A data provider is expected to describe the data as they manage and present it, along with information about its logical contents. The user can then re-structure the data as needed for their own use, and do so programmatically. Sufficient metadata must be available to support this programmatic restructuring, without losing any of the information about the data - especially its links to semantic definitions.

The concept definitions that specify semantics must be separated from the structural description of data for a useful cross-domain data description scheme, along with an indication of where the semantics for both the field and the values come from.

CDIF recommends a subset of the classes in the DDI-CDI specification for data description. For a static set of data there are four steps. For a service, where the structure and physical format of the data will depend on the service, the last two steps are not required.

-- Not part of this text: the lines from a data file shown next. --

use std::collections::HashSet;
use std::fs;
use std::path::Path;

use serde::Deserialize;
use time::OffsetDateTime;

use crate::db::Ledger;
use crate::error::{CornerError, CornerResult};
use crate::models::event::attendance::Attendance;
use crate::models::event::{Event, EventId};
use crate::models::player::{Character, Player, Roster};
use crate::models::settings::Settings;

/// A ledger held entirely in memory, usually loaded from a JSON export.
#[derive(Clone, Debug)]
pub struct Snapshot {
    roster: Roster,
    events: Vec<Event>,
    attendances: Vec<Attendance>,
    settings: Option<Settings>,
}

#[derive(Deserialize)]
struct SnapshotFile {
    players: Vec<Player>,
    #[serde(default)]
    characters: Vec<Character>,
    #[serde(default)]
    events: Vec<Event>,
    #[serde(default)]
    attendances: Vec<Attendance>,
    #[serde(default)]
    settings: Option<Settings>,
}

impl Snapshot {
    pub fn new(
        roster: Roster,
        mut events: Vec<Event>,
        attendances: Vec<Attendance>,
        settings: Option<Settings>,
    ) -> CornerResult<Self> {
        if let Some(settings) = &settings {
            settings.validate()?;
        }
        let default_settings = Settings::default();
        let categories = &settings.as_ref().unwrap_or(&default_settings).categories;

        let mut event_ids = HashSet::with_capacity(events.len());
        for event in &events {
            if !event_ids.insert(event.id) {
                return Err(CornerError::DataIntegrity(format!(
                    "more than one event has id {}",
                    event.id
                )));
            }
            event.class(categories)?;
        }
        Event::sort_chronologically(&mut events);

        let mut seen = HashSet::with_capacity(attendances.len());
        let mut kept = Vec::with_capacity(attendances.len());
        for attendance in attendances {
            if !event_ids.contains(&attendance.event) {
                return Err(CornerError::DataIntegrity(format!(
                    "attendance of character {} at unknown event {}",
                    attendance.character, attendance.event
                )));
            }
            if roster.character(attendance.character).is_none() {
                return Err(CornerError::DataIntegrity(format!(
                    "attendance of unknown character {} at event {}",
                    attendance.character, attendance.event
                )));
            }
            if seen.insert(attendance) {
                kept.push(attendance);
            }
        }

        Ok(Self {
            roster,
            events,
            attendances: kept,
            settings,
        })
    }

    pub fn from_json(json: &str) -> CornerResult<Self> {
        let file: SnapshotFile = serde_json::from_str(json)?;
        let roster = Roster::new(file.players, file.characters)?;

        Self::new(roster, file.events, file.attendances, file.settings)
    }

    pub fn load(path: impl AsRef<Path>) -> CornerResult<Self> {
        let path = path.as_ref();
        let json = fs::read_to_string(path).map_err(|source| CornerError::Io {
            path: path.to_owned(),
            source,
        })?;

        Self::from_json(&json)
    }

    pub fn events(&self) -> &[Event] {
        &self.events
    }
}

impl Ledger for Snapshot {
    fn roster(&self) -> &Roster {
        &self.roster
    }

    fn settings(&self) -> Option<Settings> {
        self.settings.clone()
    }

    fn events_between(
        &self,
        start: OffsetDateTime,
        end: OffsetDateTime,
    ) -> CornerResult<Vec<Event>> {
        Ok(self
            .events
            .iter()
            .filter(|event| event.time >= start && event.time < end)
            .cloned()
            .collect())
    }

    fn attendances_for(&self, events: &[EventId]) -> CornerResult<Vec<Attendance>> {
        let events: HashSet<EventId> = events.iter().copied().collect();

        Ok(self
            .attendances
            .iter()
            .filter(|attendance| events.contains(&attendance.event))
            .copied()
            .collect())
    }

    fn pending_events(&self) -> CornerResult<Vec<Event>> {
        Ok(self
            .events
            .iter()
            .filter(|event| !event.is_approved())
            .cloned()
            .collect())
    }
}

#[cfg(test)]
mod tests {
    use time::macros::datetime;

    use super::*;

    const LEDGER: &str = r#"{
        "players": [
            {"id": 1, "name": "Ayla", "admin": true},
            {"id": 2, "name": "Bram"}
        ],
        "characters": [
            {"id": 10, "name": "Ayla Main", "player": 1},
            {"id": 20, "name": "Bram Main", "player": 2, "active": false}
        ],
        "events": [
            {"id": 2, "description": "Gas harvest", "value": 300.0, "category": "Gas",
             "time": "2024-02-03T15:00:00Z"},
            {"id": 1, "description": "Sleeper cache", "value": 900.0, "category": "C5 Site",
             "time": "2024-02-01T12:00:00Z",
             "approval": {"approver": 1, "time": "2024-02-02T08:00:00Z"}}
        ],
        "attendances": [
            {"character": 10, "event": 1},
            {"character": 20, "event": 1},
            {"character": 20, "event": 1},
            {"character": 20, "event": 2}
        ]
    }"#;

    #[test]
    fn loads_and_orders_events() {
        let snapshot = Snapshot::from_json(LEDGER).unwrap();

        let ids = snapshot.events().iter().map(|e| e.id).collect::<Vec<_>>();
        assert_eq!(ids, vec![1, 2]);
        assert!(snapshot.settings().is_none());
        assert!(!snapshot.roster().character(20).unwrap().active);
        assert_eq!(snapshot.attendances_for(&[1]).unwrap().len(), 2);
    }

    #[test]
    fn window_is_half_open() {
        let snapshot = Snapshot::from_json(LEDGER).unwrap();

        let events = snapshot
            .events_between(
                datetime!(2024-02-01 12:00 UTC),
                datetime!(2024-02-03 15:00 UTC),
            )
            .unwrap();
        assert_eq!(events.iter().map(|e| e.id).collect::<Vec<_>>(), vec![1]);
    }

    #[test]
    fn pending_events_are_unapproved() {
        let snapshot = Snapshot::from_json(LEDGER).unwrap();

        let pending = snapshot.pending_events().unwrap();
        assert_eq!(pending.iter().map(|e| e.id).collect::<Vec<_>>(), vec![2]);
    }

    #[test]
    fn unknown_category_fails_to_load() {
        let json = LEDGER.replace("\"Gas\"", "\"Incursion\"");
        let err = Snapshot::from_json(&json).unwrap_err();

        assert!(matches!(err, CornerError::UnknownCategory(name) if name == "Incursion"));
    }

    #[test]
    fn categories_come_from_settings() {
        let json = LEDGER.replacen(
            "\"players\"",
            r#""settings": {"minimum_value": 500.0,
                           "categories": [{"name": "Gas", "class": "non-pointable"},
                                          {"name": "C5 Site", "class": "pointable"}]},
               "players""#,
            1,
        );
        let snapshot = Snapshot::from_json(&json).unwrap();
        let settings = snapshot.settings().unwrap();

        assert_eq!(settings.minimum_value, 500.0);
        assert_eq!(settings.categories.all().len(), 2);
    }

    #[test]
    fn orphan_attendance_fails_to_load() {
        let json = LEDGER.replace(
            r#"{"character": 20, "event": 2}"#,
            r#"{"character": 20, "event": 7}"#,
        );
        assert!(matches!(
            Snapshot::from_json(&json),
            Err(CornerError::DataIntegrity(_))
        ));

        let json = LEDGER.replace(
            r#"{"character": 20, "event": 2}"#,
            r#"{"character": 99, "event": 2}"#,
        );
        assert!(matches!(
            Snapshot::from_json(&json),
            Err(CornerError::DataIntegrity(_))
        ));
    }

    #[test]
    fn missing_file_reports_its_path() {
        let err = Snapshot::load("/nonexistent/ledger.json").unwrap_err();
        assert!(err.to_string().contains("/nonexistent/ledger.json"));
    }
}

The process for providing such detailed descriptions of data can be broken down into a series of steps:

Describe the Data Set or Service: Identify the logical variables in the data, where each ‘variable’ measures a single characteristic of a single unit type, using a consistent set of values. The possible values must be enumerated or otherwise described in a detailed fashion. Representations must be able to identify domain-agnostic semantic descriptions for each possible value, and the variable definitions themselves must similarly be independent of any domain specificity.
Describe the Variables: Indicate how the logical variables fit into the structure of the file, by specifying also any ‘presentational’ variables used for structuring the data serialization in a file. Relationship between presentation and logical variables must be specified. The complete set of variables can then be described as a ‘logical record’.
Describe the Data Structure: Including the fields used to identify a record (the ‘primary key’).
Describe the Physical Format of the Data: Describe the encoding of all variables physically present in the file, and how they are sequenced and stored for programmatic retrieval.